• What is needed
Below are some records. How many of their lines contain the string "service"? Give the number only.

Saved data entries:
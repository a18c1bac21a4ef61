//! Subscriptions, subscription templates and the service that manages them

mod hydration;
mod model;
mod service;
mod topic_matcher;

pub use hydration::{apply_placeholders, HydrationError, HydrationField};
pub use model::{Subscription, SubscriptionTemplate};
pub use service::{generate_id, is_valid_global_parameter_key, SubscriptionService};
pub use topic_matcher::TopicMatcher;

• Task response
3